10 Feb Responses to Extra-time: Biomechanical and Physiological Approach

Most of the research related to fatigue analyzes the typical 90-min matches. However, many competitions outcomes are decided in extra-time (ET). In fact, at the previous four FIFA World Cups, 36% of knockout phase matches have proceeded to ET with 50% at the 2014 tournament requiring 120 min of match-play. Previous studies have shown a significant increase in fatigue in ET, manifested in a reduction of number of accelerations, decelerations, and number high speed running (HS) performed. Furthermore, higher plasma glycerol, nonesterified fatty acids, and adrenaline as well as lower blood lactate (BLa) and glucose have been observed during ET, which is indicative of an increased rate of lipolysis. This change in energy pathway potentially explains the reductions in HS and sprint performance as evidence suggests that the favorable energy pathway to fuel high-intensity exercise is glycogenolysis. In this sense, authors obtained the respiratory exchange ratio (RER) to estimate substrate utilization may provide practitioners and coaches with novel insight into CHO usage during ET.

“Previous studies have shown a significant increase in fatigue in ET, manifested in a reduction of number of accelerations, decelerations, and number high speed running performed”

A novel metric that has been proposed by Catapult Innovations as a measure of movement efficiency is that of PlayerLoad (PL) (instantaneous rate of acceleration across three planes of motion).

This study aimed to investigate the biome- chanical and physiological responses to 120 min of treadmill-based soccer-specific exercise. A secondary aim was to examine the test–retest reliability of these responses.

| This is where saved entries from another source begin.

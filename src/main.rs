use std::path::PathBuf;
use std::time::Duration;

use tokio::sync::mpsc;

use portfolio_edge::config::loader::load_from_env;
use portfolio_edge::config::watcher;
use portfolio_edge::lifecycle::shutdown::drain_within;
use portfolio_edge::lifecycle::{signals, startup, Shutdown};
use portfolio_edge::observability::{logging, metrics};

#[tokio::main]
async fn main() -> Result<(), Box<dyn std::error::Error>> {
    let config_path = std::env::var("PORTFOLIO_CONFIG").ok().map(PathBuf::from);
    let config = load_from_env(config_path.as_deref())?;

    logging::init(&config.observability);
    tracing::info!(version = env!("CARGO_PKG_VERSION"), "portfolio-edge starting");

    tracing::info!(
        bind_address = %config.listener.bind_address,
        base_domain = ?config.domain.base_domain,
        site_url = ?config.domain.site_url,
        local_development = config.domain.local_development,
        request_timeout_secs = config.timeouts.request_secs,
        "Configuration loaded"
    );

    if config.observability.metrics_enabled {
        match config.observability.metrics_address.parse() {
            Ok(addr) => metrics::init_metrics(addr),
            Err(_) => tracing::error!(
                metrics_address = %config.observability.metrics_address,
                "Failed to parse metrics address"
            ),
        }
    }

    // Hot reload only applies when a config file is in use. The watch must
    // stay alive for as long as the server runs.
    let (update_tx, config_updates) = mpsc::unbounded_channel();
    let _watch = config_path.as_deref().and_then(|path| {
        watcher::watch(path, update_tx)
            .inspect_err(|e| tracing::warn!(error = %e, "Config watcher unavailable, hot reload disabled"))
            .ok()
    });

    let grace = Duration::from_secs(config.timeouts.shutdown_grace_secs);
    let (server, listener) = startup::start(config).await?;
    tracing::info!(address = %listener.local_addr()?, "Listening for connections");

    let shutdown = Shutdown::new();
    let mut server_task = tokio::spawn(server.run(listener, config_updates, shutdown.subscribe()));

    tokio::select! {
        result = &mut server_task => {
            result??;
            return Ok(());
        }
        _ = signals::shutdown_on_signal(&shutdown) => {}
    }

    match drain_within(server_task, grace).await {
        Some(result) => result??,
        None => tracing::warn!("Forcing exit with connections still open"),
    }

    tracing::info!("Shutdown complete");
    Ok(())
}
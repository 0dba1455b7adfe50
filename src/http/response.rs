//! Response shaping and error mapping.
//!
//! # Design Decisions
//! - Every "not found" is the same response, whatever the cause, so private
//!   profiles cannot be told apart from missing ones
//! - Store outages are 503 with a body that never names the profile
//! - Owner previews are never cached by shared caches

use axum::{
    http::{header, HeaderValue, StatusCode},
    response::{IntoResponse, Response},
    Json,
};
use serde::Serialize;

use crate::profiles::{CatalogError, ResolveError, StoreError};

#[derive(Debug, Serialize)]
struct ErrorBody<'a> {
    error: &'a str,
}

fn error_response(status: StatusCode, message: &str) -> Response {
    let mut response = (status, Json(ErrorBody { error: message })).into_response();
    response
        .headers_mut()
        .insert(header::CACHE_CONTROL, HeaderValue::from_static("no-store"));
    response
}

/// The one not-found response.
pub fn not_found() -> Response {
    error_response(StatusCode::NOT_FOUND, "not found")
}

pub fn unavailable() -> Response {
    error_response(StatusCode::SERVICE_UNAVAILABLE, "temporarily unavailable")
}

pub fn bad_request(message: &str) -> Response {
    error_response(StatusCode::BAD_REQUEST, message)
}

/// JSON body with a cache policy: owner views are private, public
/// projections may be cached briefly.
pub fn projection<T: Serialize>(body: T, owner_view: bool) -> Response {
    let cache = if owner_view {
        "private, no-store"
    } else {
        "public, max-age=60"
    };
    let mut response = Json(body).into_response();
    let headers = response.headers_mut();
    headers.insert(header::CACHE_CONTROL, HeaderValue::from_static(cache));
    // The same URL serves anonymous and owner projections.
    headers.insert(header::VARY, HeaderValue::from_static("Authorization, Cookie"));
    response
}

impl IntoResponse for ResolveError {
    fn into_response(self) -> Response {
        match self {
            ResolveError::NotFound => not_found(),
            ResolveError::Unavailable(_) => unavailable(),
        }
    }
}

impl IntoResponse for StoreError {
    fn into_response(self) -> Response {
        match self {
            StoreError::Unavailable(_) => unavailable(),
            other => {
                tracing::error!(error = %other, "Store error");
                error_response(StatusCode::INTERNAL_SERVER_ERROR, "internal error")
            }
        }
    }
}

impl IntoResponse for CatalogError {
    fn into_response(self) -> Response {
        match self {
            CatalogError::PhotoNotFound(_) => not_found(),
            CatalogError::InvalidOrder(reason) => bad_request(&reason),
            CatalogError::CaptionTooLong => bad_request(&CatalogError::CaptionTooLong.to_string()),
            CatalogError::Store(e) => e.into_response(),
        }
    }
}

#[cfg(test)]
mod tests {
    use super::*;

    #[test]
    fn test_not_found_variants_share_status() {
        assert_eq!(ResolveError::NotFound.into_response().status(), StatusCode::NOT_FOUND);
        assert_eq!(
            CatalogError::PhotoNotFound(uuid::Uuid::nil()).into_response().status(),
            StatusCode::NOT_FOUND
        );
    }

    #[test]
    fn test_unavailable_maps_to_503() {
        let err = ResolveError::Unavailable(StoreError::Unavailable("down".into()));
        let response = err.into_response();
        assert_eq!(response.status(), StatusCode::SERVICE_UNAVAILABLE);
        assert_eq!(response.headers()[header::CACHE_CONTROL], "no-store");
    }

    #[test]
    fn test_projection_cache_policy() {
        let public = projection(serde_json::json!({}), false);
        assert_eq!(public.headers()[header::CACHE_CONTROL], "public, max-age=60");
        assert_eq!(public.headers()[header::VARY], "Authorization, Cookie");

        let owner = projection(serde_json::json!({}), true);
        assert_eq!(owner.headers()[header::CACHE_CONTROL], "private, no-store");
        assert_eq!(owner.headers()[header::VARY], "Authorization, Cookie");
    }
}
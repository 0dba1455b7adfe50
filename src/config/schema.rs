//! Configuration schema definitions.
//!
//! This module defines the complete configuration structure for the portfolio edge.
//! All types derive Serde traits for deserialization from config files.

use serde::{Deserialize, Serialize};
use url::Url;

use crate::config::validation::ValidationError;
use crate::routing::host::normalize_host;

/// Root configuration for the portfolio edge service.
#[derive(Debug, Clone, Deserialize, Serialize, Default)]
#[serde(default)]
pub struct PortfolioConfig {
    /// Listener configuration (bind address).
    pub listener: ListenerConfig,

    /// Tenant domain settings used by the hostname classifier.
    pub domain: DomainConfig,

    /// Timeout configuration.
    pub timeouts: TimeoutConfig,

    /// Observability settings.
    pub observability: ObservabilityConfig,

    /// Profile store settings.
    pub store: StoreConfig,

    #[serde(default)]
    pub security: SecurityConfig,
}

/// Listener configuration.
#[derive(Debug, Clone, Deserialize, Serialize)]
#[serde(default)]
pub struct ListenerConfig {
    /// Bind address (e.g., "0.0.0.0:3000").
    pub bind_address: String,
}

impl Default for ListenerConfig {
    fn default() -> Self {
        Self {
            bind_address: "0.0.0.0:3000".to_string(),
        }
    }
}

/// Tenant domain configuration.
///
/// `base_domain` wins when set. Otherwise the base domain is the host of
/// `site_url` with a leading `www.` removed.
#[derive(Debug, Clone, Deserialize, Serialize, Default)]
#[serde(default)]
pub struct DomainConfig {
    /// Base domain for tenant subdomains (e.g., "example.com").
    pub base_domain: Option<String>,

    /// Canonical main-domain URL (e.g., "https://www.example.com").
    pub site_url: Option<String>,

    /// Accept `{username}.localhost` hosts as tenant domains.
    pub local_development: bool,
}

impl DomainConfig {
    /// The effective base domain, lower-cased and without port.
    ///
    /// In local development an unset domain falls back to `localhost`.
    pub fn resolve_base_domain(&self) -> Result<String, ValidationError> {
        if let Some(domain) = non_blank(self.base_domain.as_deref()) {
            // A bare host, optionally with a port. URLs are rejected rather than
            // being cut down to their scheme by port stripping.
            if domain.contains("://")
                || domain.contains(['/', '@'])
                || domain.contains(char::is_whitespace)
            {
                return Err(ValidationError::InvalidBaseDomain(domain.to_string()));
            }
            return Ok(normalize_host(domain));
        }

        let Some(site_url) = non_blank(self.site_url.as_deref()) else {
            if self.local_development {
                return Ok("localhost".to_string());
            }
            return Err(ValidationError::MissingBaseDomain);
        };

        let host = Url::parse(site_url)
            .ok()
            .and_then(|url| url.host_str().map(normalize_host))
            .ok_or_else(|| ValidationError::InvalidSiteUrl(site_url.to_string()))?;

        Ok(match host.strip_prefix("www.") {
            Some(rest) => rest.to_string(),
            None => host,
        })
    }
}

fn non_blank(value: Option<&str>) -> Option<&str> {
    value.map(str::trim).filter(|v| !v.is_empty())
}

/// Timeout configuration.
#[derive(Debug, Clone, Deserialize, Serialize)]
#[serde(default)]
pub struct TimeoutConfig {
    /// Request timeout (total time for request/response) in seconds.
    pub request_secs: u64,

    /// Grace period for in-flight requests on shutdown, in seconds.
    pub shutdown_grace_secs: u64,
}

impl Default for TimeoutConfig {
    fn default() -> Self {
        Self {
            request_secs: 15,
            shutdown_grace_secs: 10,
        }
    }
}

/// Observability configuration.
#[derive(Debug, Clone, Deserialize, Serialize)]
#[serde(default)]
pub struct ObservabilityConfig {
    /// Log level (trace, debug, info, warn, error). `RUST_LOG` overrides it.
    pub log_level: String,

    /// Emit logs as JSON lines instead of the human-readable format.
    pub json_logs: bool,

    /// Enable metrics endpoint.
    pub metrics_enabled: bool,

    /// Metrics endpoint bind address.
    pub metrics_address: String,
}

impl Default for ObservabilityConfig {
    fn default() -> Self {
        Self {
            log_level: "info".to_string(),
            json_logs: false,
            metrics_enabled: false,
            metrics_address: "0.0.0.0:9090".to_string(),
        }
    }
}

/// Profile store configuration.
#[derive(Debug, Clone, Deserialize, Serialize, Default)]
#[serde(default)]
pub struct StoreConfig {
    /// JSON fixture of profiles, photos and sessions loaded at startup.
    pub seed_path: Option<String>,
}

/// Security hardening configuration.
#[derive(Debug, Clone, Deserialize, Serialize)]
#[serde(default)]
pub struct SecurityConfig {
    /// Maximum body size in bytes.
    pub max_body_size: usize,
}

impl Default for SecurityConfig {
    fn default() -> Self {
        Self {
            max_body_size: 64 * 1024,
        }
    }
}

#[cfg(test)]
mod tests {
    use super::*;

    #[test]
    fn test_minimal_toml_uses_defaults() {
        let config: PortfolioConfig = toml::from_str(
            r#"
            [domain]
            base_domain = "example.com"
            "#,
        )
        .unwrap();

        assert_eq!(config.domain.base_domain.as_deref(), Some("example.com"));
        assert!(!config.domain.local_development);
        assert_eq!(config.listener.bind_address, "0.0.0.0:3000");
        assert_eq!(config.timeouts.request_secs, 15);
        assert!(config.store.seed_path.is_none());
    }

    #[test]
    fn test_base_domain_precedence() {
        let domain = DomainConfig {
            base_domain: Some("Folio.Example.com".into()),
            site_url: Some("https://other.com".into()),
            local_development: false,
        };
        assert_eq!(domain.resolve_base_domain().unwrap(), "folio.example.com");
    }

    #[test]
    fn test_base_domain_must_be_a_bare_host() {
        for value in ["https://example.com", "example.com/app", "user@example.com", "exa mple.com"] {
            let domain = DomainConfig {
                base_domain: Some(value.into()),
                ..DomainConfig::default()
            };
            assert_eq!(
                domain.resolve_base_domain(),
                Err(ValidationError::InvalidBaseDomain(value.into())),
                "{value}"
            );
        }

        let domain = DomainConfig {
            base_domain: Some("Example.com:8080".into()),
            ..DomainConfig::default()
        };
        assert_eq!(domain.resolve_base_domain().unwrap(), "example.com");
    }

    #[test]
    fn test_base_domain_from_site_url() {
        let domain = DomainConfig {
            base_domain: None,
            site_url: Some("https://www.example.com:8443/welcome".into()),
            local_development: false,
        };
        assert_eq!(domain.resolve_base_domain().unwrap(), "example.com");

        let domain = DomainConfig {
            site_url: Some("not a url".into()),
            ..DomainConfig::default()
        };
        assert_eq!(
            domain.resolve_base_domain(),
            Err(ValidationError::InvalidSiteUrl("not a url".into()))
        );
    }

    #[test]
    fn test_local_development_defaults_to_localhost() {
        let domain = DomainConfig {
            local_development: true,
            ..DomainConfig::default()
        };
        assert_eq!(domain.resolve_base_domain().unwrap(), "localhost");
    }
}
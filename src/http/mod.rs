//! HTTP protocol handling subsystem.
//!
//! # Data Flow
//! ```text
//! TCP connection
//!     → server.rs (Axum setup, middleware stack)
//!     → request.rs (request ID, span)
//!     → [routing::rewriter: tenant host → /{username}]
//!     → [session: Viewer]
//!     → handlers.rs (public pages) / api.rs (owner API)
//!     → response.rs (error mapping, cache headers)
//!     → Send to client
//! ```

pub mod api;
pub mod handlers;
pub mod request;
pub mod response;
pub mod server;

pub use request::{RequestIdExt, X_REQUEST_ID};
pub use server::{build_router, AppState, HttpServer};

Twelve soccer players performed 120 min of soccer-specific exercise. Tri-axial (PLTotal) and uni-axial PlayerLoad in the vertical (PLV), anterior–posterior (PLA–P), and medial–lateral (PLM–L) planes were monitored using a portable accelerometer. Likewise, respiratory exchange ratio (RER) was recorded throughout exercise. At the end of each 15-min period, players provided differential ratings of perceived exertion for legs (RPE-L), breathlessness (RPE-B) and overall (RPE-O), and capillary samples were taken to measure blood lactate (BLa) concentrations. The soccer-specific exercise was completed twice within 7 days to assess reliability.

The results showed that:

• PlayerLoad: higher during E8 (105′-119′) compared to E1 (0′-14′) (+9.9 ± 5.3%; p = 0.002; d = 0.8).
• Physiological and physical responses: RER decreased during E8 (105′-119′)compared to E1 (0′-14′). For RPE-L, a significant increase was detected from E1 to E8 and a similar pattern was evident for RPE-O.

 

Figure 2. This graph shows the time history changes in PLTotal response throughout 120 min of soccer-specific exercise.

Take Home Messages:

1. Finding suggests that the physical capacity of players is reduced during ET matches. However, caution should be applied when interpreting match-play observations as they do not account for contextual variables.
2. In recent years, many matches are decided in the ET. Preparing players for the additional 30- min duration may reduce injury-risk and increase physical performance, ultimately increasing team success.
3. Fat oxidation increases during ET but their RER values during ET (0.87 au) suggest that CHO is still being utilized. In fact, glucose levels were potentially depleted and less was available to undergo biotransformation during ET. Correct fluid restoration plays a crucial role in delaying fatigue.